La ciudad es siempre fuente de inspiración para escritores. Manantial de leyendas y misterios que se entretejen con la vida de los pobladores de laberintos de calles y callejuelas, puentes y subterráneos, rincones donde se agazapa el crimen, esquinas de encuentros amorosos, azoteas que atrapan con su vértigo al suicida, ríos cuyas aguas se ahogan bajo los desperdicios, santuarios de catedrales donde tirita la llama de la esperanza, luz en las ventanas cargadas de suspiros de insomnes y durmientes. Tema novelesco por excelencia, las ciudades hacen soñar a los menos soñadores. ¿No es un sueño la visión de la Ciudad de México desde lo alto de la carretera a Cuernavaca al anochecer, con el parpadeo chispeante de sus infinitas luces de Bengala, despierta la curiosidad, pero también el arrebato de pasión que da sentido a la vida al osar el clavado, en un extravío, al fondo de la ciudad y de su alma?
Si la ciudad inspira al escritor, novelista o poeta, el lector viaja a ciudades lejanas cuando lee sus libros. Camina por las calles de Dublín de la mano de Joyce en las páginas de su Ulises. Puede también seguir los pasos de Dickens en los barrios sórdidos del Londres del siglo XIX, donde los criminales inician a los niños en el crimen a través de Oliver Twist, pero puede también atravesar el canal de la Mancha y pasear entre Londres y París en su Historia de dos ciudades. Recorrer con Carlos Fuentes, en La región más transparente, lugares que se desvanecen de la Ciudad de México o tratar de recoger restos de edificios demolidos de una ciudad sin memoria en Las batallas en el desierto de Pacheco. Zigzaguear por los vericuetos de Cuernavaca en Bajo el volcán de Lowry. Admirar la arquitectura de San Petersburgo y Moscú en La guerra y la paz de Tolstói. Bailar con el mismo diablo en las calles de la capital rusa al reír con El maestro y Margarita de Bulgakov. Pasearse también en ciudades imaginarias, que el viajero descubre aquí y allá en la geografía más real, como el Macondo de Cien años de soledad de García Márquez o la inolvidable Comala poblada de fantasmas en Pedro Páramo de Juan Rulfo. Adorar y odiar sus calles, avenida Juárez, por ejemplo, leyendo poemas de Efraín Huerta como su Declaración de odio, donde la Larga, larga ciudad con sus albas como vírgenes hipócritas
o Los hombres del alba en lo más hondo y verde de la vieja ciudad…
¿Qué lector no ha viajado a París, ciudad tan descrita y cantada por novelistas y poetas, nativos o extranjeros? Con Dumas, se sigue a d’Artagnan desde el Louvre a la calle de Vaugirard, donde vive Aramís, a través de Los tres mosqueteros.
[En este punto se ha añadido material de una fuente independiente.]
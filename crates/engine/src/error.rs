use std::fmt;

#[derive(Debug, Clone, PartialEq)]
pub enum SalesError {
    /// Database file missing, unreadable, not a database, or handle closed.
    Connection(String),
    /// Expected table is absent.
    MissingTable { table: String },
    /// Expected column is absent from an existing table.
    MissingColumn { table: String, column: String },
    /// A value has a storage class the pipeline cannot use.
    DataType { table: String, column: String, detail: String },
    /// Output path unwritable, export read failure, etc.
    Io(String),
    /// Config file unreadable or invalid.
    Config(String),
}

impl SalesError {
    pub fn data_type(table: &str, column: &str, detail: impl Into<String>) -> Self {
        Self::DataType {
            table: table.to_string(),
            column: column.to_string(),
            detail: detail.into(),
        }
    }

    /// True for both schema variants.
    pub fn is_schema(&self) -> bool {
        matches!(self, Self::MissingTable { .. } | Self::MissingColumn { .. })
    }
}

impl fmt::Display for SalesError {
    fn fmt(&self, f: &mut fmt::Formatter<'_>) -> fmt::Result {
        match self {
            Self::Connection(msg) => write!(f, "connection error: {msg}"),
            Self::MissingTable { table } => write!(f, "schema error: missing table '{table}'"),
            Self::MissingColumn { table, column } => {
                write!(f, "schema error: table '{table}' has no column '{column}'")
            }
            Self::DataType { table, column, detail } => {
                write!(f, "data type error: {table}.{column}: {detail}")
            }
            Self::Io(msg) => write!(f, "IO error: {msg}"),
            Self::Config(msg) => write!(f, "config error: {msg}"),
        }
    }
}

impl std::error::Error for SalesError {}

impl From<std::io::Error> for SalesError {
    fn from(e: std::io::Error) -> Self {
        Self::Io(e.to_string())
    }
}
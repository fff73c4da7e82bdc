// Configuration loading

pub mod settings;

pub use settings::{DatabaseSettings, OutputSettings, Overrides, Settings};
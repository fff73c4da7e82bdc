// End-to-end tests of the SalesAnalytics session against SQLite files on disk.

use std::fs;
use std::path::{Path, PathBuf};

use rusqlite::Connection;

use salesgrid_cli::SalesAnalytics;
use salesgrid_engine::{AgeWindow, SalesError};

const SCHEMA: &str = "
CREATE TABLE Customer (customer_id INTEGER PRIMARY KEY, age INTEGER);
CREATE TABLE Sales (sales_id INTEGER PRIMARY KEY, customer_id INTEGER);
CREATE TABLE Orders (order_id INTEGER PRIMARY KEY, sales_id INTEGER, item_id INTEGER, quantity INTEGER);
CREATE TABLE Items (item_id INTEGER PRIMARY KEY, item_name TEXT);
";

fn create_db(dir: &Path, rows: &str) -> PathBuf {
    let path = dir.join("sales.db");
    let conn = Connection::open(&path).unwrap();
    conn.execute_batch(SCHEMA).unwrap();
    conn.execute_batch(rows).unwrap();
    path
}

fn sample_db(dir: &Path) -> PathBuf {
    create_db(
        dir,
        "INSERT INTO Customer VALUES (1, 21), (2, 23), (3, 35), (4, 17), (5, 36);
         INSERT INTO Items VALUES (100, 'x'), (101, 'y'), (102, 'z');
         INSERT INTO Sales VALUES (1, 1), (2, 1), (3, 2), (4, 3), (5, 4), (6, 5);
         INSERT INTO Orders VALUES
            (1, 1, 100, 3), (2, 2, 100, 7), (3, 1, 101, NULL),
            (4, 3, 100, 1), (5, 3, 101, 1), (6, 3, 102, 1),
            (7, 4, 102, 0), (8, 4, 101, 2),
            (9, 5, 100, 9), (10, 6, 100, 9);",
    )
}

const SAMPLE_CSV: &str = "Customer;Age;Item;Quantity
1;21;x;10
2;23;x;1
2;23;y;1
2;23;z;1
3;35;y;2
";

// ---------------------------------------------------------------------------
// Happy path
// ---------------------------------------------------------------------------

#[test]
fn analyze_writes_both_files_and_reconciles() {
    let dir = tempfile::tempdir().unwrap();
    let db = sample_db(dir.path());
    let out = dir.path().join("output");

    let mut analytics = SalesAnalytics::new(&db);
    analytics.connect().unwrap();
    let report = analytics.analyze("sales_analysis.csv", &out).unwrap();
    analytics.close().unwrap();

    assert!(report.recon.matched);
    assert_eq!(report.sql.records.len(), 5);
    assert_eq!(report.sql.path, out.join("sql_sales_analysis.csv"));
    assert_eq!(report.frame.path, out.join("frame_sales_analysis.csv"));

    assert_eq!(fs::read_to_string(&report.sql.path).unwrap(), SAMPLE_CSV);
    assert_eq!(fs::read_to_string(&report.frame.path).unwrap(), SAMPLE_CSV);
    assert_eq!(report.sql.sha256, report.frame.sha256);
}

#[test]
fn single_order_example() {
    let dir = tempfile::tempdir().unwrap();
    let db = create_db(
        dir.path(),
        "INSERT INTO Customer VALUES (1, 21);
         INSERT INTO Sales VALUES (1, 1);
         INSERT INTO Orders VALUES (1, 1, 101, 10);
         INSERT INTO Items VALUES (101, 'x');",
    );

    let mut analytics = SalesAnalytics::new(&db);
    analytics.connect().unwrap();
    let report = analytics.analyze("out.csv", dir.path()).unwrap();

    let text = fs::read_to_string(&report.sql.path).unwrap();
    assert_eq!(text.lines().nth(1), Some("1;21;x;10"));
}

#[test]
fn repeated_runs_are_byte_identical() {
    let dir = tempfile::tempdir().unwrap();
    let db = sample_db(dir.path());

    let mut analytics = SalesAnalytics::new(&db);
    analytics.connect().unwrap();
    let first = analytics.analyze("a.csv", dir.path()).unwrap();
    let first_bytes = fs::read(&first.sql.path).unwrap();
    let second = analytics.analyze("a.csv", dir.path()).unwrap();

    assert_eq!(first_bytes, fs::read(&second.sql.path).unwrap());
    assert_eq!(first.sql.sha256, second.sql.sha256);
    assert_eq!(first.frame.sha256, second.frame.sha256);
}

#[test]
fn custom_age_window() {
    let dir = tempfile::tempdir().unwrap();
    let db = sample_db(dir.path());

    let mut analytics = SalesAnalytics::new(&db).with_age_window(AgeWindow::new(30, 40));
    analytics.connect().unwrap();
    let report = analytics.analyze("a.csv", dir.path()).unwrap();

    let ids: Vec<i64> = report.frame.records.iter().map(|r| r.customer_id).collect();
    assert_eq!(ids, vec![3, 5]);
    assert!(report.recon.matched);
}

#[test]
fn empty_result_still_writes_headers() {
    let dir = tempfile::tempdir().unwrap();
    let db = create_db(dir.path(), "INSERT INTO Customer VALUES (1, 50);");

    let mut analytics = SalesAnalytics::new(&db);
    analytics.connect().unwrap();
    let report = analytics.analyze("a.csv", dir.path()).unwrap();

    assert!(report.recon.matched);
    assert_eq!(fs::read_to_string(&report.sql.path).unwrap(), "Customer;Age;Item;Quantity\n");
}

// ---------------------------------------------------------------------------
// Connection lifecycle
// ---------------------------------------------------------------------------

#[test]
fn analyze_before_connect_fails() {
    let dir = tempfile::tempdir().unwrap();
    let db = sample_db(dir.path());
    let analytics = SalesAnalytics::new(&db);
    let err = analytics.analyze("a.csv", dir.path()).unwrap_err();
    assert!(matches!(err, SalesError::Connection(_)));
}

#[test]
fn connect_to_missing_file_fails() {
    let dir = tempfile::tempdir().unwrap();
    let mut analytics = SalesAnalytics::new(dir.path().join("missing.db"));
    assert!(matches!(analytics.connect(), Err(SalesError::Connection(_))));
    assert!(!analytics.is_connected());
}

#[test]
fn close_is_idempotent() {
    let dir = tempfile::tempdir().unwrap();
    let db = sample_db(dir.path());
    let mut analytics = SalesAnalytics::new(&db);
    analytics.connect().unwrap();
    assert!(analytics.is_connected());
    analytics.close().unwrap();
    analytics.close().unwrap();
    assert!(!analytics.is_connected());
}

// ---------------------------------------------------------------------------
// Failures leave no output behind
// ---------------------------------------------------------------------------

#[test]
fn schema_error_writes_nothing() {
    let dir = tempfile::tempdir().unwrap();
    let db = create_db(dir.path(), "DROP TABLE Items;");
    let out = dir.path().join("output");

    let mut analytics = SalesAnalytics::new(&db);
    analytics.connect().unwrap();
    let err = analytics.analyze("a.csv", &out).unwrap_err();

    assert!(err.is_schema(), "{err:?}");
    assert!(!out.exists());
}

#[test]
fn data_type_error_writes_nothing() {
    let dir = tempfile::tempdir().unwrap();
    let db = create_db(dir.path(), "INSERT INTO Customer VALUES (1, 'twenty');");
    let out = dir.path().join("output");

    let mut analytics = SalesAnalytics::new(&db);
    analytics.connect().unwrap();
    let err = analytics.analyze("a.csv", &out).unwrap_err();

    assert!(matches!(err, SalesError::DataType { .. }), "{err:?}");
    assert!(!out.exists());
}

#[test]
fn failed_second_export_leaves_no_first_file() {
    let dir = tempfile::tempdir().unwrap();
    let db = sample_db(dir.path());
    let out = dir.path().join("output");
    fs::create_dir_all(out.join("frame_a.csv")).unwrap();

    let mut analytics = SalesAnalytics::new(&db);
    analytics.connect().unwrap();
    let err = analytics.analyze("a.csv", &out).unwrap_err();

    assert!(matches!(err, SalesError::Io(_)), "{err:?}");
    assert!(!out.join("sql_a.csv").exists());
    assert!(!out.join(".sql_a.csv.tmp").exists());
    assert!(!out.join(".frame_a.csv.tmp").exists());
}
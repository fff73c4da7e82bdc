use serde::Serialize;

// ---------------------------------------------------------------------------
// Input rows
// ---------------------------------------------------------------------------
//
// Keys are optional because SQLite does not enforce NOT NULL on the source
// tables. A NULL key never takes part in a join.

/// One row of `Customer`.
#[derive(Debug, Clone, PartialEq, Eq)]
pub struct Customer {
    pub customer_id: Option<i64>,
    pub age: Option<i64>,
}

/// One row of `Sales`.
#[derive(Debug, Clone, PartialEq, Eq)]
pub struct Sale {
    pub sales_id: Option<i64>,
    pub customer_id: Option<i64>,
}

/// One row of `Orders`.
#[derive(Debug, Clone, PartialEq)]
pub struct Order {
    pub order_id: Option<i64>,
    pub sales_id: Option<i64>,
    pub item_id: Option<i64>,
    pub quantity: Option<Quantity>,
}

/// One row of `Items`.
#[derive(Debug, Clone, PartialEq, Eq)]
pub struct Item {
    pub item_id: Option<i64>,
    pub item_name: Option<String>,
}

/// A stored quantity. SQLite keeps whatever numeric class was inserted,
/// so both are carried through until summation.
#[derive(Debug, Clone, Copy, PartialEq)]
pub enum Quantity {
    Integer(i64),
    Real(f64),
}

impl Quantity {
    pub fn is_zero(&self) -> bool {
        match *self {
            Quantity::Integer(n) => n == 0,
            Quantity::Real(x) => x == 0.0,
        }
    }
}

// ---------------------------------------------------------------------------
// Output
// ---------------------------------------------------------------------------

/// Total quantity of one item bought by one customer in the age window.
#[derive(Debug, Clone, PartialEq, Eq, Hash, Serialize)]
pub struct PurchaseRecord {
    pub customer_id: i64,
    pub age: i64,
    pub item_name: String,
    pub total_quantity: i64,
}

impl PurchaseRecord {
    pub fn new(customer_id: i64, age: i64, item_name: impl Into<String>, total_quantity: i64) -> Self {
        Self {
            customer_id,
            age,
            item_name: item_name.into(),
            total_quantity,
        }
    }

    /// Canonical sort key shared by both computation paths.
    pub fn sort_key(&self) -> (i64, &str, i64) {
        (self.customer_id, self.item_name.as_str(), self.age)
    }
}

/// Sort records into canonical order: customer, then item name (byte-wise,
/// same as SQLite's BINARY collation), then age.
pub fn sort_canonical(records: &mut [PurchaseRecord]) {
    records.sort_by(|a, b| a.sort_key().cmp(&b.sort_key()));
}
//! `salesgrid-recon`: reconciliation of two purchase result sets.
//!
//! Pure crate: receives two record sequences, returns a report.
//! No CLI or IO dependencies.

pub mod engine;
pub mod model;

pub use engine::reconcile;
pub use model::{DiffKind, ReconReport, ReconSummary, RowDiff};
//! In-memory copies of the four source tables.

use std::collections::HashMap;
use std::hash::Hash;

use crate::model::{Customer, Item, Order, Sale};

/// All four tables, fully loaded.
#[derive(Debug, Clone, Default)]
pub struct Tables {
    pub customers: Vec<Customer>,
    pub sales: Vec<Sale>,
    pub orders: Vec<Order>,
    pub items: Vec<Item>,
}

impl Tables {
    pub fn row_counts(&self) -> [(&'static str, usize); 4] {
        [
            ("Customer", self.customers.len()),
            ("Sales", self.sales.len()),
            ("Orders", self.orders.len()),
            ("Items", self.items.len()),
        ]
    }
}

/// Build a hash index from join key to every row carrying it.
///
/// Rows whose key is `None` are left out, so they never join. Duplicate keys
/// keep all rows, giving the same fan-out as a SQL inner join.
pub fn index_by<T, K, F>(rows: &[T], key: F) -> HashMap<K, Vec<&T>>
where
    K: Eq + Hash,
    F: Fn(&T) -> Option<K>,
{
    let mut index: HashMap<K, Vec<&T>> = HashMap::with_capacity(rows.len());
    for row in rows {
        if let Some(k) = key(row) {
            index.entry(k).or_default().push(row);
        }
    }
    index
}
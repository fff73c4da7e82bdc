// Database handle shared by both computation paths

use std::path::{Path, PathBuf};

use rusqlite::{Connection, ErrorCode, OpenFlags};

use salesgrid_engine::SalesError;

/// Open read-only connection to a sales database.
///
/// The connection is dropped (and therefore closed) with the handle, so every
/// exit path releases it. `close` exists for callers that want the close
/// error reported.
pub struct SalesDb {
    path: PathBuf,
    conn: Option<Connection>,
}

impl SalesDb {
    /// Open an existing database file. Never creates one.
    pub fn open(path: &Path) -> Result<Self, SalesError> {
        if !path.is_file() {
            return Err(SalesError::Connection(format!(
                "database file not found: {}",
                path.display()
            )));
        }

        let flags = OpenFlags::SQLITE_OPEN_READ_ONLY | OpenFlags::SQLITE_OPEN_NO_MUTEX;
        let conn = Connection::open_with_flags(path, flags).map_err(|e| {
            SalesError::Connection(format!("cannot open {}: {e}", path.display()))
        })?;

        // SQLite opens lazily; touch the header so a non-database file fails here
        conn.query_row("SELECT count(*) FROM sqlite_master", [], |row| row.get::<_, i64>(0))
            .map_err(|e| SalesError::Connection(format!("{} is not readable as SQLite: {e}", path.display())))?;

        log::info!("connected to database: {}", path.display());
        Ok(Self {
            path: path.to_path_buf(),
            conn: Some(conn),
        })
    }

    /// Wrap an already-open connection (in-memory databases, embedding).
    pub fn from_connection(conn: Connection) -> Self {
        let path = conn
            .path()
            .map(PathBuf::from)
            .filter(|p| !p.as_os_str().is_empty())
            .unwrap_or_else(|| PathBuf::from(":memory:"));
        Self { path, conn: Some(conn) }
    }

    pub fn path(&self) -> &Path {
        &self.path
    }

    pub fn is_open(&self) -> bool {
        self.conn.is_some()
    }

    pub fn conn(&self) -> Result<&Connection, SalesError> {
        self.conn
            .as_ref()
            .ok_or_else(|| SalesError::Connection("database connection is closed".into()))
    }

    /// Close the connection. Calling it again is a no-op.
    pub fn close(&mut self) -> Result<(), SalesError> {
        if let Some(conn) = self.conn.take() {
            conn.close()
                .map_err(|(_, e)| SalesError::Connection(format!("close failed: {e}")))?;
            log::info!("database connection closed: {}", self.path.display());
        }
        Ok(())
    }
}

/// Classify a rusqlite error from a query against an open connection.
pub(crate) fn map_sql_error(table: &str, e: rusqlite::Error) -> SalesError {
    match e {
        rusqlite::Error::InvalidColumnType(_, column, ty) => {
            SalesError::data_type(table, &column, format!("unexpected {ty} value"))
        }
        rusqlite::Error::IntegralValueOutOfRange(idx, value) => {
            SalesError::data_type(table, &format!("#{idx}"), format!("value {value} out of range"))
        }
        rusqlite::Error::SqliteFailure(_, Some(ref msg)) if msg.contains("integer overflow") => {
            SalesError::data_type(table, "quantity", "integer overflow in sum")
        }
        rusqlite::Error::SqliteFailure(err, msg)
            if matches!(err.code, ErrorCode::NotADatabase | ErrorCode::CannotOpen | ErrorCode::DatabaseCorrupt) =>
        {
            SalesError::Connection(msg.unwrap_or_else(|| err.to_string()))
        }
        other => SalesError::Connection(format!("query on {table} failed: {other}")),
    }
}
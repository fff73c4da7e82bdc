//! `salesgrid-cli`: embeddable analysis session plus the `salesgrid` binary.

pub mod analytics;
pub mod exit_codes;
pub mod report;

pub use analytics::{AnalysisReport, PathOutput, SalesAnalytics};
use std::collections::BTreeMap;

use salesgrid_engine::model::sort_canonical;
use salesgrid_engine::PurchaseRecord;

use crate::model::{DiffKind, ReconReport, ReconSummary, RowDiff};

type Key<'a> = (i64, &'a str);

/// Compare two result sets.
///
/// Both sides are sorted canonically first, so input order does not affect
/// the verdict; `same_order` records whether it already agreed. Rows are
/// keyed by (customer, item). Keys are visited in canonical order, so the
/// difference list is deterministic.
pub fn reconcile(
    left_label: &str,
    left: &[PurchaseRecord],
    right_label: &str,
    right: &[PurchaseRecord],
) -> ReconReport {
    let mut left_sorted = left.to_vec();
    let mut right_sorted = right.to_vec();
    sort_canonical(&mut left_sorted);
    sort_canonical(&mut right_sorted);
    let same_order = left_sorted.as_slice() == left && right_sorted.as_slice() == right;

    let left_groups = group(&left_sorted);
    let right_groups = group(&right_sorted);

    let mut keys: Vec<Key<'_>> = left_groups.keys().chain(right_groups.keys()).copied().collect();
    keys.sort_unstable();
    keys.dedup();

    let mut summary = ReconSummary {
        left_rows: left.len(),
        right_rows: right.len(),
        ..ReconSummary::default()
    };
    let mut differences = Vec::new();

    for key in keys {
        let l = left_groups.get(&key).map(Vec::as_slice).unwrap_or(&[]);
        let r = right_groups.get(&key).map(Vec::as_slice).unwrap_or(&[]);

        let kind = match (l.len(), r.len()) {
            (_, 0) => Some(DiffKind::OnlyLeft),
            (0, _) => Some(DiffKind::OnlyRight),
            _ if l == r => None,
            (1, 1) => Some(DiffKind::ValueMismatch),
            _ => Some(DiffKind::DuplicateKey),
        };

        match kind {
            None => summary.matched_keys += 1,
            Some(kind) => {
                match kind {
                    DiffKind::OnlyLeft => summary.only_left += 1,
                    DiffKind::OnlyRight => summary.only_right += 1,
                    DiffKind::ValueMismatch => summary.value_mismatches += 1,
                    DiffKind::DuplicateKey => summary.duplicate_keys += 1,
                }
                differences.push(RowDiff {
                    kind,
                    customer_id: key.0,
                    item_name: key.1.to_string(),
                    left: l.iter().copied().cloned().collect(),
                    right: r.iter().copied().cloned().collect(),
                });
            }
        }
    }

    ReconReport {
        left_label: left_label.to_string(),
        right_label: right_label.to_string(),
        matched: differences.is_empty(),
        same_order,
        summary,
        differences,
    }
}

fn group(records: &[PurchaseRecord]) -> BTreeMap<Key<'_>, Vec<&PurchaseRecord>> {
    let mut groups: BTreeMap<Key<'_>, Vec<&PurchaseRecord>> = BTreeMap::new();
    for r in records {
        groups.entry((r.customer_id, r.item_name.as_str())).or_default().push(r);
    }
    groups
}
En La comedia humana de Balzac se escucha el desafío de Rastignac desde lo alto del cementerio de Montmartre: A nosotros dos, París
. Gracias a Hugo se trepa a la cúspide de Notre-Dame de París y se baja a las alcantarillas en Los miserables. Con Aragon se cruzan las calles de la capital en El campesino de París. Breton encuentra a Nadja en la calle de Lafayette. Hemingway escribe París es una fiesta.
Pero, quien sin duda aspira el espíritu de esta ciudad, en sus versos y en su prosa poética, es Baudelaire con su obra póstuma El spleen de París. Un desconocido camina tras el gentío, día y noche, huyendo de la soledad que lo envuelve y separa de los otros. Melancolía, spleen, mal del alma, angustia flotante y sin causa, daño de vagos y descastados cuando el cielo bajo y denso pesa como una tapa…
Hombres que cruzan La passante y la pierden con su encuentro porque ignoro adónde huyes, tú no sabes adónde voy, / ¡Oh, tú, a quien yo hubiese amado, oh, tú, que lo sabías!